You know who Green Day are. They’re ubiquitous, everyone can hum at least one of their songs, even if they don’t know anything else about them. You’re probably aware of Dookie and American Idiot. So the theme for this week’s JuicyPips is: Five other Green Day albums you should know about

Insomniac
If you liked Dookie, you’ll love Insomniac. It’s about as flawless as a nineties punk album can be, with zero filler – every track is superb. Imagine the upbeat punk-pop of Dookie refracted through a darker, grimier filter.
Brain Stew, Geek Stink Breath and Bab’s Uvula Who? have killer riffs, Panic Song is epic in the true sense of the word, and Stuart and the Ave. is enormously catchy. Without a hint of exaggeration, I’d say this is one of my favourite albums ever, by anyone.



Foxboro Hot Tubs – Stop, Drop and Roll!!!
Released in 2008, this album came four years after American Idiot and was recorded at the same time as 21st Century Breakdown. While this was the era of Green Day writing massive, swooping rock operas, Stop, Drop and Roll!!! gave the band an outlet to record something a little less substantial and more fun; recording under the name ‘Foxboro Hot Tubs’, there’s no indication anywhere on the album that it’s got anything to do with Green Day. But it is them. Promise.
Think sixties-era rock ‘n’ roll pop songs, recorded on an eight-track. A hidden gem, worth digging out.



Warning
2000’s Warning is not most Green Day fans’ favourite album. Indeed, it’s the band’s worst-selling release. But give it a chance, it’s actually bloody good – just don’t expect it to sound anything like 1990s Green Day.
It was, in a sense, a vehicle for Billie Joe to extend his creative wings a little and experiment with a few different sounds and genres; you can see the beginnings of American Idiot in here, as they dabble with folk music, accordions and acoustic guitars.
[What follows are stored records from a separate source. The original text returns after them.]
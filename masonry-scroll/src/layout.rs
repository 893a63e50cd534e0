//! Masonry placement of a page and the running row-height estimate.
//!
//! Items are placed greedily into the shortest column. Layout is a pure
//! function of the page content, the column geometry and the starting
//! offset, which is what allows pages to be laid out independently (and in
//! parallel) and stitched together afterwards.
//!
//! The column count is derived in exactly one place, [`column_count`]. Every
//! other component obtains it through [`ColumnGeometry::for_viewport`].
use std::{collections::HashMap, sync::Arc};

use rayon::prelude::*;
use tracing::{debug, trace};

use crate::{config::MasonryConfig, page::Page};

/// Narrowest column the engine lays out.
pub const MIN_COLUMN_WIDTH: f32 = 16.0;
/// Lower bound for the seeded row height.
pub const MIN_INITIAL_ROW_HEIGHT: f64 = 32.0;
/// Observed row heights outside `(MIN, MAX)` are treated as degenerate.
pub const MIN_OBSERVED_ROW_HEIGHT: f64 = 10.0;
/// See [`MIN_OBSERVED_ROW_HEIGHT`].
pub const MAX_OBSERVED_ROW_HEIGHT: f64 = 5000.0;

/// Number of columns that fit into `viewport_width`.
///
/// The scrollbar and the horizontal gutter are subtracted first; the rest is
/// divided by the column pitch. Never returns zero.
pub fn column_count(viewport_width: f32, config: &MasonryConfig) -> usize {
    let column_width = config.column_width.max(MIN_COLUMN_WIDTH);
    let pitch = column_width + config.spacing;
    let available = viewport_width - config.scrollbar_width - config.gutter;
    if !available.is_finite() || available < pitch {
        return 1;
    }
    ((available / pitch).floor() as usize).max(1)
}

/// Column layout for one viewport width.
#[derive(Debug, Clone, Copy, PartialEq)]
pub struct ColumnGeometry {
    /// Number of columns.
    pub columns: usize,
    /// Width of every column.
    pub column_width: f32,
    /// Gap between items, both directions.
    pub spacing: f32,
}

impl ColumnGeometry {
    /// Geometry for a viewport of the given width.
    pub fn for_viewport(viewport_width: f32, config: &MasonryConfig) -> Self {
        Self {
            columns: column_count(viewport_width, config),
            column_width: config.column_width.max(MIN_COLUMN_WIDTH),
            spacing: config.spacing,
        }
    }

    /// Height of an item of the given aspect ratio, in whole pixels.
    pub fn item_height(&self, aspect_ratio: f32) -> f64 {
        f64::from((self.column_width / aspect_ratio).floor()).max(1.0)
    }

    /// Horizontal offset of a column.
    pub fn column_x(&self, column: usize) -> f64 {
        column as f64 * f64::from(self.column_width + self.spacing)
    }

    /// Rows `items` occupy, rounded up.
    pub fn rows_for(&self, items: u64) -> u64 {
        items.div_ceil(self.columns.max(1) as u64)
    }
}

/// Placed rectangle of one item.
#[derive(Debug, Clone, Copy, PartialEq)]
pub struct ItemRect {
    /// Dataset index of the item.
    pub index: u64,
    /// Column the item was placed in.
    pub column: usize,
    /// Left edge.
    pub x: f64,
    /// Top edge.
    pub y: f64,
    /// Width, equal to the column width.
    pub width: f64,
    /// Height derived from the aspect ratio.
    pub height: f64,
}

/// Layout of a single page.
#[derive(Debug, Clone, PartialEq)]
pub struct PageLayout {
    page: u64,
    generation: u64,
    columns: usize,
    start_y: f64,
    height: f64,
    rects: Vec<ItemRect>,
}

impl PageLayout {
    /// Page number.
    pub fn page(&self) -> u64 {
        self.page
    }

    /// Generation of the page this layout was computed from.
    pub fn generation(&self) -> u64 {
        self.generation
    }

    /// Column count the layout was computed for.
    pub fn columns(&self) -> usize {
        self.columns
    }

    /// Top of the page.
    pub fn start_y(&self) -> f64 {
        self.start_y
    }

    /// Tallest column minus the start offset, trailing spacing included.
    pub fn height(&self) -> f64 {
        self.height
    }

    /// Bottom of the page.
    pub fn end_y(&self) -> f64 {
        self.start_y + self.height
    }

    /// Item rectangles in page order.
    pub fn rects(&self) -> &[ItemRect] {
        &self.rects
    }

    /// Number of laid out items.
    pub fn len(&self) -> usize {
        self.rects.len()
    }

    /// Whether the page had no items.
    pub fn is_empty(&self) -> bool {
        self.rects.is_empty()
    }

    /// Rows the page occupies at its column count.
    pub fn rows(&self) -> u64 {
        (self.rects.len() as u64).div_ceil(self.columns.max(1) as u64)
    }

    /// Same layout moved so that it starts at `start_y`.
    pub fn translated(&self, start_y: f64) -> PageLayout {
        let delta = start_y - self.start_y;
        PageLayout {
            start_y,
            rects: self
                .rects
                .iter()
                .map(|rect| ItemRect {
                    y: rect.y + delta,
                    ..*rect
                })
                .collect(),
            ..*self
        }
    }
}

/// Lays out `page` with every column starting at `start_y`.
pub fn layout_page(page: &Page, geometry: ColumnGeometry, start_y: f64) -> PageLayout {
    let columns = geometry.columns.max(1);
    let spacing = f64::from(geometry.spacing);
    let width = f64::from(geometry.column_width);
    let mut lane_offsets = vec![start_y; columns];
    let mut rects = Vec::with_capacity(page.len());

    for item in page.items() {
        let column = find_shortest_lane(&lane_offsets);
        let height = geometry.item_height(item.sanitized_aspect_ratio());
        rects.push(ItemRect {
            index: item.index,
            column,
            x: geometry.column_x(column),
            y: lane_offsets[column],
            width,
            height,
        });
        lane_offsets[column] += height + spacing;
    }

    let tallest = lane_offsets.iter().copied().fold(start_y, f64::max);
    PageLayout {
        page: page.number(),
        generation: page.generation(),
        columns,
        start_y,
        height: tallest - start_y,
        rects,
    }
}

fn find_shortest_lane(lane_offsets: &[f64]) -> usize {
    let mut index = 0;
    let mut best = lane_offsets.first().copied().unwrap_or(0.0);
    for (i, offset) in lane_offsets.iter().enumerate().skip(1) {
        if *offset < best {
            best = *offset;
            index = i;
        }
    }
    index
}

/// Running per-row height estimate (`H_avg`), tracked per column count.
///
/// Within one column count the estimate never decreases. Switching to a
/// column count seen before resumes its estimate; a new one starts from the
/// current estimate so unmeasured regions keep their size.
#[derive(Debug, Clone)]
pub struct HeightEstimator {
    by_columns: HashMap<usize, f64>,
    columns: usize,
}

impl HeightEstimator {
    /// Estimate seeded for `geometry`.
    pub fn new(geometry: ColumnGeometry) -> Self {
        let mut by_columns = HashMap::new();
        by_columns.insert(geometry.columns, Self::initial_row_height(geometry));
        Self {
            by_columns,
            columns: geometry.columns,
        }
    }

    /// Seed used before anything has been measured.
    pub fn initial_row_height(geometry: ColumnGeometry) -> f64 {
        f64::from(geometry.column_width + geometry.spacing).max(MIN_INITIAL_ROW_HEIGHT)
    }

    /// Current estimate.
    pub fn h_avg(&self) -> f64 {
        self.by_columns.get(&self.columns).copied().unwrap_or(MIN_INITIAL_ROW_HEIGHT)
    }

    /// Folds a measured page in. Returns the new estimate if it grew.
    pub fn observe(&mut self, layout: &PageLayout) -> Option<f64> {
        if layout.columns() != self.columns || layout.is_empty() {
            return None;
        }
        let observed = layout.height() / layout.rows() as f64;
        if !(observed > MIN_OBSERVED_ROW_HEIGHT && observed < MAX_OBSERVED_ROW_HEIGHT) {
            trace!(page = layout.page(), observed, "degenerate row height ignored");
            return None;
        }
        let current = self.h_avg();
        if observed <= current {
            return None;
        }
        self.by_columns.insert(self.columns, observed);
        debug!(
            page = layout.page(),
            columns = self.columns,
            h_avg = observed,
            "row height estimate grew"
        );
        Some(observed)
    }

    /// Moves to the column count of `geometry`.
    pub fn switch_columns(&mut self, geometry: ColumnGeometry) {
        if geometry.columns == self.columns {
            return;
        }
        let carried = self.h_avg().max(Self::initial_row_height(geometry));
        self.by_columns.entry(geometry.columns).or_insert(carried);
        self.columns = geometry.columns;
    }
}

/// Column geometry plus the row-height estimate for the current viewport.
#[derive(Debug, Clone)]
pub struct MasonryLayoutEngine {
    config: MasonryConfig,
    geometry: ColumnGeometry,
    estimator: HeightEstimator,
}

impl MasonryLayoutEngine {
    /// Engine for a viewport of the given width.
    pub fn new(config: &MasonryConfig, viewport_width: f32) -> Self {
        let geometry = ColumnGeometry::for_viewport(viewport_width, config);
        Self {
            config: config.clone(),
            geometry,
            estimator: HeightEstimator::new(geometry),
        }
    }

    /// Current geometry.
    pub fn geometry(&self) -> ColumnGeometry {
        self.geometry
    }

    /// Current row-height estimate.
    pub fn h_avg(&self) -> f64 {
        self.estimator.h_avg()
    }

    /// Applies a new viewport width. Returns `true` if the column count changed.
    pub fn set_viewport_width(&mut self, viewport_width: f32) -> bool {
        let geometry = ColumnGeometry::for_viewport(viewport_width, &self.config);
        if geometry == self.geometry {
            return false;
        }
        let changed = geometry.columns != self.geometry.columns;
        self.geometry = geometry;
        self.estimator.switch_columns(geometry);
        changed
    }

    /// Forgets everything measured; used when the dataset view changes.
    pub fn reset_estimate(&mut self) {
        self.estimator = HeightEstimator::new(self.geometry);
    }

    /// Lays out one page at `start_y`.
    pub fn layout_page(&self, page: &Page, start_y: f64) -> PageLayout {
        layout_page(page, self.geometry, start_y)
    }

    /// Lays out several pages in parallel, each starting at zero.
    pub fn layout_pages(&self, pages: &[Arc<Page>]) -> Vec<PageLayout> {
        let geometry = self.geometry;
        pages
            .par_iter()
            .map(|page| layout_page(page, geometry, 0.0))
            .collect()
    }

    /// Folds a measured page into the estimate.
    pub fn observe(&mut self, layout: &PageLayout) -> Option<f64> {
        self.estimator.observe(layout)
    }
}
It’s worth buying just for Misery, a waltz-time track featuring mariachi brass, accordions and strings. It’s got some super-catchy tunes, too – Minority and Castaway will stick in your head all day.



The Network – Money Money 2020
Like the Foxboro Hot Tubs project, The Network is another uncredited Green Day thing. It’s a New Wave punk affair from 2003 and, again, there’s no mention anywhere on the sleeve of it being anything to do with Green Day, but despite their vehement denial of any connection, it definitely is them. Indeed, the rumour is that Money Money 2020 is very closely related to Green Day’s unreleased album Cigarettes & Valentines. (If you don’t know the story, Cigarettes & Valentines was the album that was supposed to follow Warning, but in 2003 the master tapes were stolen from the studio and never recovered; disheartened and disillusioned by the loss and not wanting to re-record the whole thing from scratch, they moved on and created American Idiot instead.)
The sound of The Network is very much 1980s New Wave; dancey, ska-influenced punk with electronica overtones. Brilliantly weird, and well worth a listen.



1,039 Smoothed Out Slappy Hours
This is generally referred to as Green Day’s first album, but in fact it’s technically a compilation. Their first album was actually 39/Smooth, released in 1990, which had ten tracks. It was then repackaged in 1991 to include the two EPs Slappy [1990] and 1,000 Hours [1989] along with an extra song, bringing the total up to 19 tracks for the awkwardly-named 1,039 Smoothed Out Slappy Hours.
You can see the genesis of Green Day’s signature punk sound in this album. 1,000 Hours was originally recorded in 1988 when the band were still called Sweet Children, and Slappy featured Paper Lanterns – one of my favourite Green Day songs. The whole of 1,039… has a stripped, bare-bones feel – remove the polish from Dookie and you’ll find this.



So there you go. A short, sharp JuicyPips. Very punk.